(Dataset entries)

☆ ☆ ☆ ☆

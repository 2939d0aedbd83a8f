use crate::app::App;
use crate::state::OpState;
use crate::ui::Palette;
use ratatui::{
    layout::{Alignment, Constraint, Direction, Layout, Rect},
    style::{Modifier, Style},
    text::{Line, Span},
    widgets::{Block, Borders, Paragraph, Wrap},
    Frame,
};

pub fn render(frame: &mut Frame, area: Rect, app: &App, palette: &Palette) {
    let chunks = Layout::default()
        .direction(Direction::Vertical)
        .constraints([Constraint::Length(3), Constraint::Min(3)])
        .split(area);

    render_prompt(frame, chunks[0], app, palette);
    render_result(frame, chunks[1], app, palette);
}

fn render_prompt(frame: &mut Frame, area: Rect, app: &App, palette: &Palette) {
    let pending = app.generate.op.is_pending();
    let border = if pending { palette.dim } else { palette.accent };

    let block = Block::default()
        .borders(Borders::ALL)
        .border_style(Style::default().fg(border))
        .title(" Prompt ");

    let mut spans = vec![Span::styled(
        app.generate.prompt.as_str(),
        Style::default().fg(palette.text),
    )];
    if !pending {
        spans.push(Span::styled("█", Style::default().fg(palette.accent)));
    }

    let paragraph = Paragraph::new(Line::from(spans)).block(block);
    frame.render_widget(paragraph, area);
}

fn render_result(frame: &mut Frame, area: Rect, app: &App, palette: &Palette) {
    let block = Block::default()
        .borders(Borders::ALL)
        .border_style(Style::default().fg(palette.dim))
        .title(" Generated Tweet ");
    let inner = block.inner(area);
    frame.render_widget(block, area);

    match app.generate.op.state() {
        OpState::Idle => {
            let help = vec![
                Line::from(""),
                Line::from(Span::styled(
                    "AI Tweet Generator",
                    Style::default()
                        .fg(palette.accent)
                        .add_modifier(Modifier::BOLD),
                )),
                Line::from(""),
                Line::from("Type a prompt and press Enter to generate a tweet."),
                Line::from(""),
                Line::from("Keybindings:"),
                Line::from("  Enter  - generate"),
                Line::from("  Ctrl+P - post result to Twitter clone"),
                Line::from("  Tab    - switch to feed"),
            ];
            let paragraph = Paragraph::new(help).alignment(Alignment::Center);
            frame.render_widget(paragraph, inner);
        }
        OpState::Pending => {
            let paragraph = Paragraph::new(Line::from(Span::styled(
                "Generating...",
                Style::default().fg(palette.dim),
            )))
            .alignment(Alignment::Center);
            frame.render_widget(paragraph, inner);
        }
        OpState::Success(tweet) => {
            let text = vec![
                Line::from(Span::styled(
                    tweet.content.as_str(),
                    Style::default().fg(palette.text),
                )),
                Line::from(""),
                Line::from(Span::styled(
                    format!("prompt: {}", tweet.prompt),
                    Style::default().fg(palette.dim),
                )),
                Line::from(vec![
                    Span::styled(
                        format!("#{} ", tweet.id),
                        Style::default().fg(palette.accent),
                    ),
                    Span::styled(
                        tweet.created_at.format("%Y-%m-%d %H:%M UTC").to_string(),
                        Style::default().fg(palette.dim),
                    ),
                ]),
                Line::from(""),
                Line::from(Span::styled(
                    "Ctrl+P to post this tweet to the Twitter clone",
                    Style::default().fg(palette.dim),
                )),
            ];
            let paragraph = Paragraph::new(text).wrap(Wrap { trim: false });
            frame.render_widget(paragraph, inner);
        }
        OpState::Failure(err) => {
            let text = vec![
                Line::from(Span::styled(
                    err.user_message(),
                    Style::default().fg(palette.error),
                )),
                Line::from(""),
                Line::from(Span::styled(
                    "Esc to dismiss",
                    Style::default().fg(palette.dim),
                )),
            ];
            let paragraph = Paragraph::new(text).wrap(Wrap { trim: false });
            frame.render_widget(paragraph, inner);
        }
    }
}
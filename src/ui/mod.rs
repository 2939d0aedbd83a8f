pub mod widgets;

use crate::app::{App, Page};
use crate::config::Theme;
use crate::state::OpState;
use ratatui::{
    layout::{Constraint, Direction, Layout, Rect},
    style::{Color, Modifier, Style},
    text::{Line, Span},
    widgets::{Block, Borders, Paragraph},
    Frame,
};

/// Colors resolved from the active theme. Widgets take the palette
/// instead of matching on the theme themselves.
#[derive(Debug, Clone, Copy)]
pub struct Palette {
    pub text: Color,
    pub dim: Color,
    pub accent: Color,
    pub error: Color,
    pub warn: Color,
    pub highlight_bg: Color,
}

impl Palette {
    pub fn for_theme(theme: Theme) -> Self {
        match theme {
            Theme::Light => Self {
                text: Color::Black,
                dim: Color::DarkGray,
                accent: Color::Blue,
                error: Color::Red,
                warn: Color::Yellow,
                highlight_bg: Color::Gray,
            },
            Theme::Dark => Self {
                text: Color::White,
                dim: Color::DarkGray,
                accent: Color::Cyan,
                error: Color::LightRed,
                warn: Color::Yellow,
                highlight_bg: Color::DarkGray,
            },
        }
    }
}

pub fn draw(frame: &mut Frame, app: &App) {
    let palette = Palette::for_theme(app.theme);
    let chunks = Layout::default()
        .direction(Direction::Vertical)
        .constraints([
            Constraint::Length(3),
            Constraint::Min(5),
            Constraint::Length(3),
        ])
        .split(frame.area());

    render_tabs(frame, chunks[0], app, &palette);

    match app.page {
        Page::Generate => widgets::generate::render(frame, chunks[1], app, &palette),
        Page::Feed => widgets::feed::render(frame, chunks[1], app, &palette),
    }

    render_status_bar(frame, chunks[2], app, &palette);

    if let Some(modal) = &app.post_modal {
        widgets::post_modal::render(frame, frame.area(), modal, &palette);
    }
}

fn render_tabs(frame: &mut Frame, area: Rect, app: &App, palette: &Palette) {
    let tab = |label: &str, page: Page| {
        if app.page == page {
            Span::styled(
                format!(" {} ", label),
                Style::default()
                    .fg(palette.accent)
                    .add_modifier(Modifier::BOLD),
            )
        } else {
            Span::styled(format!(" {} ", label), Style::default().fg(palette.dim))
        }
    };

    let mut spans = vec![
        tab("Generate", Page::Generate),
        Span::styled("|", Style::default().fg(palette.dim)),
        tab("Feed", Page::Feed),
    ];
    spans.push(Span::raw("  "));
    spans.push(health_indicator(app, palette));

    let block = Block::default()
        .borders(Borders::ALL)
        .border_style(Style::default().fg(palette.dim))
        .title(" tweetgen ");
    let paragraph = Paragraph::new(Line::from(spans)).block(block);
    frame.render_widget(paragraph, area);
}

fn health_indicator(app: &App, palette: &Palette) -> Span<'static> {
    match app.health.state() {
        OpState::Success(health) if health.is_healthy() => {
            Span::styled("● api up", Style::default().fg(Color::Green))
        }
        OpState::Success(health) => Span::styled(
            format!("● api {}", health.status),
            Style::default().fg(palette.warn),
        ),
        OpState::Failure(_) => Span::styled("○ api down", Style::default().fg(palette.error)),
        OpState::Pending => Span::styled("… api", Style::default().fg(palette.dim)),
        OpState::Idle => Span::raw(""),
    }
}

fn render_status_bar(frame: &mut Frame, area: Rect, app: &App, palette: &Palette) {
    let line = if let Some(status) = &app.status {
        Line::from(Span::styled(
            status.as_str(),
            Style::default().fg(palette.accent),
        ))
    } else {
        let hints = match app.page {
            Page::Generate => "Enter generate | Ctrl+P post | Tab feed | Ctrl+T theme | Ctrl+C quit",
            Page::Feed => "r refresh | j/k move | d delete | Tab generate | t theme | q quit",
        };
        Line::from(Span::styled(hints, Style::default().fg(palette.dim)))
    };

    let block = Block::default()
        .borders(Borders::ALL)
        .border_style(Style::default().fg(palette.dim));
    frame.render_widget(Paragraph::new(line).block(block), area);
}
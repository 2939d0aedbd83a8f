pub mod client;
pub mod error;

pub use client::{HttpTweetApi, TweetService};
pub use error::ApiError;

use chrono::{DateTime, Utc};
use serde::{Deserialize, Deserializer};

/// Character limit enforced before forwarding content to the external
/// posting service. Checked client-side so over-long drafts never leave
/// the process.
pub const POST_CHAR_LIMIT: usize = 280;

/// A generated tweet as cached from the server.
///
/// The server owns these records; the client never mutates `content` in
/// place. Editing before an external post edits a separate draft buffer.
#[derive(Debug, Clone, PartialEq, Deserialize)]
pub struct Tweet {
    #[serde(deserialize_with = "deserialize_id")]
    pub id: String,
    pub prompt: String,
    pub content: String,
    pub created_at: DateTime<Utc>,
}

/// Payload of the backend's `/health` endpoint.
#[derive(Debug, Clone, Deserialize)]
pub struct HealthStatus {
    pub status: String,
    #[serde(default)]
    pub message: String,
    #[serde(default)]
    pub ai_service: String,
}

impl HealthStatus {
    pub fn is_healthy(&self) -> bool {
        self.status == "healthy"
    }
}

/// Outcome of an accepted external post. A declined post surfaces as
/// [`ApiError::Rejected`] instead.
#[derive(Debug, Clone, PartialEq)]
pub struct ExternalPostOutcome {
    pub external_id: Option<String>,
    pub message: Option<String>,
}

// The backend assigns integer ids but the client treats them as opaque
// strings, so accept either JSON form.
fn deserialize_id<'de, D>(deserializer: D) -> Result<String, D::Error>
where
    D: Deserializer<'de>,
{
    #[derive(Deserialize)]
    #[serde(untagged)]
    enum IdRepr {
        Num(i64),
        Text(String),
    }

    Ok(match IdRepr::deserialize(deserializer)? {
        IdRepr::Num(n) => n.to_string(),
        IdRepr::Text(s) => s,
    })
}

/// Reject empty or whitespace-only prompts before any request is issued.
/// Returns the trimmed prompt on success.
pub fn validate_prompt(prompt: &str) -> Result<&str, ApiError> {
    let trimmed = prompt.trim();
    if trimmed.is_empty() {
        return Err(ApiError::EmptyPrompt);
    }
    Ok(trimmed)
}

/// Check draft content before an external post: non-empty after trimming
/// and at most [`POST_CHAR_LIMIT`] characters. Exactly at the limit is
/// accepted.
pub fn validate_post_content(content: &str) -> Result<&str, ApiError> {
    let trimmed = content.trim();
    if trimmed.is_empty() {
        return Err(ApiError::EmptyContent);
    }
    let len = trimmed.chars().count();
    if len > POST_CHAR_LIMIT {
        return Err(ApiError::ContentTooLong { len });
    }
    Ok(trimmed)
}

☆ ☆ ☆ ☆

Set the lines down exactly, from the first line of the records to the line where "let pending = app.generate.op.is_pending();" appears, with both ends kept.

repository 2939d0aedbd83a8f
use crate::app::App;
use crate::state::OpState;
use crate::ui::Palette;
use ratatui::{
    layout::{Alignment, Constraint, Direction, Layout, Rect},
    style::{Modifier, Style},
    text::{Line, Span},
    widgets::{Block, Borders, Paragraph, Wrap},
    Frame,
};

pub fn render(frame: &mut Frame, area: Rect, app: &App, palette: &Palette) {
    let chunks = Layout::default()
        .direction(Direction::Vertical)
        .constraints([Constraint::Length(3), Constraint::Min(3)])
        .split(area);

    render_prompt(frame, chunks[0], app, palette);
    render_result(frame, chunks[1], app, palette);
}

fn render_prompt(frame: &mut Frame, area: Rect, app: &App, palette: &Palette) {
    let pending = app.generate.op.is_pending();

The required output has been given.